There is, also, a mysterious conclusion to it for now about the possibility that in late January, no matter where you are residing now as you read this, that Cormac has a very special gift in store for two of you. That will emerge later in detail.
Anyway, back to the small tree. In late November last year, facing into our first Christmas in Killaloe by the Shannon, I drove down to a garden center in Ardnacrusha to purchase a Christmas tree for the front room like everybody else nowadays.
I was a late shopper as it happened, and most of the nice handy cut trees for sale were gone already. Those that remained were either too big for our small room, or forked or crooked or flawed one way or the other.
As I was sorting through them I exchanged the time of day with a lively middle-aged lady who was buying flowers. After we spoke for a minute she looked at me sharply and said, "Are you by any chance the Cormac that used have a late night program on Clare FM a couple of years ago?"
I confessed that I was the same man. The program, which ran until midnight on weekdays, was called “Cormacology,” incidentally, and was great craic to do because lively listeners called in on the phones and chose most of the music and effectively did my nocturnal work for me.
"Cormac," says she, "do you know that I used to go to bed with you every night of the week!" And she gave me a warm huge hug on the spot.
And then she said with a chuckle, "You were not that great in the bed, though, because I used to fall asleep after about 20 minutes!"
And it was that good lady who suggested that, instead of buying a chopped-down Christmas tree, I should instead talk to the gentleman in charge and buy a living Christmas tree in a pot. He had plenty of those on offer, and I did that at once and drove home happily with the head of the little tree sticking out through the car window.
We erected her in the front room the following week. She fitted the corner like a glove.
She was delicately beautiful, was equipped with two or three small pine cones, and when Annet decorated her with the fairy lights and chains and cards and trinkets of the season she was for sure the star of the show. And we watered her pot every night to keep her happy.
When Christmas was over I brought her out the back garden in her pot and set her down at one end of our willow hedge.

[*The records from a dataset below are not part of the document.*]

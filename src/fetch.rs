//! Paginated fetch-and-flatten over any [`ParameterStore`].

use crate::config::FetchOptions;
use crate::path::{normalize_path, relative_key};
use crate::store::{PageRequest, ParameterStore};
use crate::{ParamStoreError, Parameter, Result};
use std::collections::HashMap;
use tracing::{debug, error};

/// Fetches every parameter under `path` as a map of relative name to value.
///
/// `path` gets a trailing `/` if it lacks one. Continuation tokens are
/// followed until the store stops returning one, up to
/// `options.max_pages` pages. Duplicate relative names keep the last value
/// seen.
///
/// # Errors
///
/// - [`ParamStoreError::Fetch`]: a page request failed; results from earlier
///   pages are discarded
/// - [`ParamStoreError::PageLimitExceeded`]: the store was still returning
///   continuation tokens at the page limit
/// - [`ParamStoreError::InvalidConfig`]: `options` failed validation
///
/// # Example
///
/// ```
/// use ssm_params::backends::mock::MockParameterStore;
/// use ssm_params::fetch::fetch_parameters_by_path;
/// use ssm_params::FetchOptions;
///
/// #[tokio::main]
/// async fn main() -> ssm_params::Result<()> {
///     let store = MockParameterStore::new();
///     store.set_parameter("/app/db/host", "localhost").await;
///     store.set_parameter("/app/db/port", "5432").await;
///
///     let params = fetch_parameters_by_path(&store, "/app/db", &FetchOptions::default()).await?;
///     assert_eq!(params["host"], "localhost");
///     assert_eq!(params["port"], "5432");
///     Ok(())
/// }
/// ```
pub async fn fetch_parameters_by_path(
    store: &dyn ParameterStore,
    path: &str,
    options: &FetchOptions,
) -> Result<HashMap<String, String>> {
    let mut parameters = HashMap::new();

    walk_pages(store, path, options, |key, param| {
        parameters.insert(key.to_string(), param.value);
    })
    .await?;

    Ok(parameters)
}

/// Fetches every parameter under `path` as full records.
///
/// Names are rewritten to their relative keys. Pagination and failure
/// behaviour match [`fetch_parameters_by_path`].
pub async fn fetch_parameter_list(
    store: &dyn ParameterStore,
    path: &str,
    options: &FetchOptions,
) -> Result<Vec<Parameter>> {
    let mut parameters = Vec::new();

    walk_pages(store, path, options, |key, param| {
        parameters.push(Parameter {
            name: key.to_string(),
            ..param
        });
    })
    .await?;

    Ok(parameters)
}

async fn walk_pages<F>(
    store: &dyn ParameterStore,
    path: &str,
    options: &FetchOptions,
    mut on_parameter: F,
) -> Result<()>
where
    F: FnMut(&str, Parameter),
{
    options.validate()?;

    let path = normalize_path(path);
    let mut request = PageRequest::first(path.as_str(), options);
    let mut page_number = 0;

    loop {
        page_number += 1;

        let page = match store.get_parameters_by_path_page(&request).await {
            Ok(page) => page,
            Err(e) => {
                error!(
                    store = store.name(),
                    path = %path,
                    page = page_number,
                    code = e.code().unwrap_or("unknown"),
                    "Error getting parameters from {}: {}",
                    store.name(),
                    e.code().unwrap_or("unknown")
                );
                return Err(ParamStoreError::fetch_failed(path, page_number, e));
            }
        };

        debug!(
            path = %path,
            page = page_number,
            count = page.parameters.len(),
            more = page.next_token.is_some(),
            "fetched parameter page"
        );

        for param in page.parameters {
            let key = relative_key(&param.name, &path).to_string();
            on_parameter(&key, param);
        }

        match page.next_token {
            Some(token) if page_number >= options.max_pages => {
                error!(
                    path = %path,
                    max_pages = options.max_pages,
                    token = %token,
                    "page limit reached with continuation token still present"
                );
                return Err(ParamStoreError::PageLimitExceeded {
                    path,
                    max_pages: options.max_pages,
                });
            }
            Some(token) => request.next_token = Some(token),
            None => break,
        }
    }

    Ok(())
}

The willows are very leafy in season, and soon she was almost entirely hidden from sight.
Still, though, from time to time I noticed that our resident cock robin used her as a perch, along with sparrows and finches. In midsummer, she was totally hidden from view by the luxuriant growth of the willows, and I totally forgot about her until the bite of this winter stripped and ripped the leaves off the willows.
She emerged again, a foot taller at least, greenly bright and clearly willing to serve us for another Christmas in the front room. I brought her into the conservatory on the last day of November to ready her for duty.
Dammit but life is wondrous altogether. On close examination, I saw that we had omitted to remove one small golden bell decoration from the lower branches a year ago. And, incredibly, there was the compact whitely wispy tiny robin's nest crafted into the branch below the bell, right against the trunklet.
Our little tree had raised a family we knew nothing about until now. Maybe it is because Christmas is fundamentally about a family making do with the best available accommodation that I was so touched by the sight. I truly was.
Am I a maudlin old fool? I don't think so at all.
We will establish her in the front room next week and decorate her again for the upcoming season. She will be well watered and tended. When Christmas is over we will put her back out in her own place in the garden and probably release her from her pot so that she can root into the true Ireland and maybe raise another family of robins or finches around the time when the willows are greening around her again. That is my small story about a small green tree.
Ye will have to wait until the New Year before I reveal how, out of the goodness of my heart, I will be in a position to maybe transform the futures of one or two of you long before Christmas hurtles towards us again. But I promise faithfully that I will keep my word on that one.